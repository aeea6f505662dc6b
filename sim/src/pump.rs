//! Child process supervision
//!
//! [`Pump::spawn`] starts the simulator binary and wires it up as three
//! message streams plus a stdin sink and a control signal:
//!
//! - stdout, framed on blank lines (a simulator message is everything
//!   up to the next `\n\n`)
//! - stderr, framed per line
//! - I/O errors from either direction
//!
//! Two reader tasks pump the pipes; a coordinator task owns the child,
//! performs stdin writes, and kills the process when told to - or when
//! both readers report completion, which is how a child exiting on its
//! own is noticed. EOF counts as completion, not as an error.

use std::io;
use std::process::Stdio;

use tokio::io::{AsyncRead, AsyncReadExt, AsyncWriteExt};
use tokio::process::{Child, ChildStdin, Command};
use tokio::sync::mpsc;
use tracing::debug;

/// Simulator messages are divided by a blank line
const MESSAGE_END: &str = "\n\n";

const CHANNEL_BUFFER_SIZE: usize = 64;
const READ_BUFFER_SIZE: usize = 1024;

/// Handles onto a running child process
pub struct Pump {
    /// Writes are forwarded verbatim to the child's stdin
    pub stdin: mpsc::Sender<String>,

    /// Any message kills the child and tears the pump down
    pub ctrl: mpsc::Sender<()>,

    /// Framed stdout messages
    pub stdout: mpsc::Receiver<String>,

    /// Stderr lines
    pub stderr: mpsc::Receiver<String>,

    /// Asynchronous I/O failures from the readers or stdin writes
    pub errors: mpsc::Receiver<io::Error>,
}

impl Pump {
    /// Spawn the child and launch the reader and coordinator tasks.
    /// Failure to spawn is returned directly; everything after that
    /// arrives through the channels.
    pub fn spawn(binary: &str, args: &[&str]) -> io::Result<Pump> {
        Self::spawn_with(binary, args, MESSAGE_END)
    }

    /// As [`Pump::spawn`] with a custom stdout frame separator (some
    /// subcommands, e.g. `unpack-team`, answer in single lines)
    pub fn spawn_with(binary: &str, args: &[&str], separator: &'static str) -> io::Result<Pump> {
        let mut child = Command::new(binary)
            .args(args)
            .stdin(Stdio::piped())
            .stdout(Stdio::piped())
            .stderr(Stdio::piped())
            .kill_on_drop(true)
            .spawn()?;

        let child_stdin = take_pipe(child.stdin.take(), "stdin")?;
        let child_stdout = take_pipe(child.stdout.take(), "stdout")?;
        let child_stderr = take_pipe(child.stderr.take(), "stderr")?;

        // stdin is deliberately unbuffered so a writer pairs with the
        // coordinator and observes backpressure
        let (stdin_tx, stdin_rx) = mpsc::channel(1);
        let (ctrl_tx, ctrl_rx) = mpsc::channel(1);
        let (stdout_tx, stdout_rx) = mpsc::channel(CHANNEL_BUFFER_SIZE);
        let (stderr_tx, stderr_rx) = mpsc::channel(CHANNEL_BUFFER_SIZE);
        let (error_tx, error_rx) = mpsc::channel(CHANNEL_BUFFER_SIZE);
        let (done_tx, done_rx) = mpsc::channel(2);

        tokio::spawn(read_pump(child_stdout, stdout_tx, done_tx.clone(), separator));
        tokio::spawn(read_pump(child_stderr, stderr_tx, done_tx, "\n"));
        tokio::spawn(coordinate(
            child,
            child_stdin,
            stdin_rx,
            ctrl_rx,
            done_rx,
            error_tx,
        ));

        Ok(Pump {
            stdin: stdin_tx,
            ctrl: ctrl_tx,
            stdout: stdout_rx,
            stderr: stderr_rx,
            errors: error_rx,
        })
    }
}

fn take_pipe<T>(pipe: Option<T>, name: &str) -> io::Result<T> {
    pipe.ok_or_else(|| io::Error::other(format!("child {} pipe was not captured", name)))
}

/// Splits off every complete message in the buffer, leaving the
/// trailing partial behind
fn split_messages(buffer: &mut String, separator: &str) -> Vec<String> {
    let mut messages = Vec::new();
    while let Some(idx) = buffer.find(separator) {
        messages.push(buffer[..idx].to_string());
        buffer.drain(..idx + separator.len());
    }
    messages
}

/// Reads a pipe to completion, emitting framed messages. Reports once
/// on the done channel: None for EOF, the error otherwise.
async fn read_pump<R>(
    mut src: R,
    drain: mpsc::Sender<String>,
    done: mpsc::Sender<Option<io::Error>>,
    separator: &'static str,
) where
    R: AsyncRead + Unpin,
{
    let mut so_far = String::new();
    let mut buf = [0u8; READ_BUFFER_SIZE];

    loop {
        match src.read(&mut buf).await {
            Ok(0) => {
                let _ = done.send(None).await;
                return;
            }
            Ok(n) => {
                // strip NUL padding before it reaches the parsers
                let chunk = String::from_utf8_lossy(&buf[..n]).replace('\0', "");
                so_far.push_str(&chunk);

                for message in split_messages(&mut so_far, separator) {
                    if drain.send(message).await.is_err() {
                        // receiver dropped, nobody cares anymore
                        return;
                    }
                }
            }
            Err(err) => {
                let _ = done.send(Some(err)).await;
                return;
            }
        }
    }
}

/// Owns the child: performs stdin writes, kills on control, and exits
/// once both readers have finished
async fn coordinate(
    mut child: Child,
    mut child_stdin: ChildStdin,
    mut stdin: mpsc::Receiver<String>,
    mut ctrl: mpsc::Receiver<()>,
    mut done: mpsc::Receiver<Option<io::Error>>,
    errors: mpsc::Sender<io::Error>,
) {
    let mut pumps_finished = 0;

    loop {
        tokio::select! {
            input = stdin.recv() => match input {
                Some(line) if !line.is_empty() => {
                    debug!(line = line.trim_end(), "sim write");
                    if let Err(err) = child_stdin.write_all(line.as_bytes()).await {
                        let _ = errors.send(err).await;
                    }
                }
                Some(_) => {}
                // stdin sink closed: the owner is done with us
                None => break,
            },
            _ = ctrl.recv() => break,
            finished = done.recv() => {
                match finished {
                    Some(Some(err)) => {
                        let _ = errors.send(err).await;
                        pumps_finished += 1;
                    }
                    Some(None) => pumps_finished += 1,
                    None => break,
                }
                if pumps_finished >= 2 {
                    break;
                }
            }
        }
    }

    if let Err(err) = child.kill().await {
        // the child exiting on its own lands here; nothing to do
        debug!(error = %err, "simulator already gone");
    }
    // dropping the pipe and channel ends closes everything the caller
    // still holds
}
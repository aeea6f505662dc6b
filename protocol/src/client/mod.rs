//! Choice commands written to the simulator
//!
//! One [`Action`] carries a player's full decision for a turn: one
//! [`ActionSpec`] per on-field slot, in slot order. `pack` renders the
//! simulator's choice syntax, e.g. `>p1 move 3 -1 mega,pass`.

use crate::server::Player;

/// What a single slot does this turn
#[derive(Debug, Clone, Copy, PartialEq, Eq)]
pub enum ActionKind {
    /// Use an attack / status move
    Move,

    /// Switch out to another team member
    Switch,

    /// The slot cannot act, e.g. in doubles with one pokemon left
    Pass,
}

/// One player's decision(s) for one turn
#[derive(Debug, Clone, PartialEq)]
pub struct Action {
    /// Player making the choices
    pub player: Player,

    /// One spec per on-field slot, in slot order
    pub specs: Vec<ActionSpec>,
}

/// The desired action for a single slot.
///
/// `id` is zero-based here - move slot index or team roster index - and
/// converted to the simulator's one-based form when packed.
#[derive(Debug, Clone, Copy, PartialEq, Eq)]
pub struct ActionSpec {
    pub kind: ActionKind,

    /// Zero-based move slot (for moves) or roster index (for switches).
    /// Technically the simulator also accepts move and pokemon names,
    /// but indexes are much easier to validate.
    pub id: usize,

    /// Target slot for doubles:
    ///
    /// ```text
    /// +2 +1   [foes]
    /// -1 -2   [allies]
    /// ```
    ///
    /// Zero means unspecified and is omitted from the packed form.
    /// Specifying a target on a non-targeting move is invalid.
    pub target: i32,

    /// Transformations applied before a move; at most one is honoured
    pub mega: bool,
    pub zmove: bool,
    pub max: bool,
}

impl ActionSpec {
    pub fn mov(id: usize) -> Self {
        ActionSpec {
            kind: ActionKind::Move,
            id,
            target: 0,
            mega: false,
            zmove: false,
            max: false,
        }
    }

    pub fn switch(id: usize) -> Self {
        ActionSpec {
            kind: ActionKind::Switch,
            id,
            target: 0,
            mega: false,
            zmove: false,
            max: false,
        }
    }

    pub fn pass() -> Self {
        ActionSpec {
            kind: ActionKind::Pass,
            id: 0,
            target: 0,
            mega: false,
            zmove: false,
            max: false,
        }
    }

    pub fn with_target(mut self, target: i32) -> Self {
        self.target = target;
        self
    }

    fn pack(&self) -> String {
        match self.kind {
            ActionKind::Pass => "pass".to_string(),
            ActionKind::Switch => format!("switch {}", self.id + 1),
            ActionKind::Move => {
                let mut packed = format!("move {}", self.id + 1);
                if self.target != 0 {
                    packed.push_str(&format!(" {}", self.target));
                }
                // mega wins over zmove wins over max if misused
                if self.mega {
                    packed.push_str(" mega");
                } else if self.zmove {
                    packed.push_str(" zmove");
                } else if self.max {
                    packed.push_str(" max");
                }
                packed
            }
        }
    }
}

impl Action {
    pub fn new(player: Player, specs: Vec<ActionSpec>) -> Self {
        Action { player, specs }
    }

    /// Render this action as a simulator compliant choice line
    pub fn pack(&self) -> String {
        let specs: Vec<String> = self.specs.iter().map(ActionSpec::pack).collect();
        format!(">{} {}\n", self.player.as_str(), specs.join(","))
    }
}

--------------------------------

EXERCISE DETAILS:
What you return should be the lines from the beginning of the records through the one that contains "framed per line", repeated exactly and with no additions.

OUTPUT FOR THIS EXERCISE:
repository aeea6f505662dc6b
filename sim/src/pump.rs
//! Child process supervision
//!
//! [`Pump::spawn`] starts the simulator binary and wires it up as three
//! message streams plus a stdin sink and a control signal:
//!
//! - stdout, framed on blank lines (a simulator message is everything
//!   up to the next `\n\n`)
//! - stderr, framed per line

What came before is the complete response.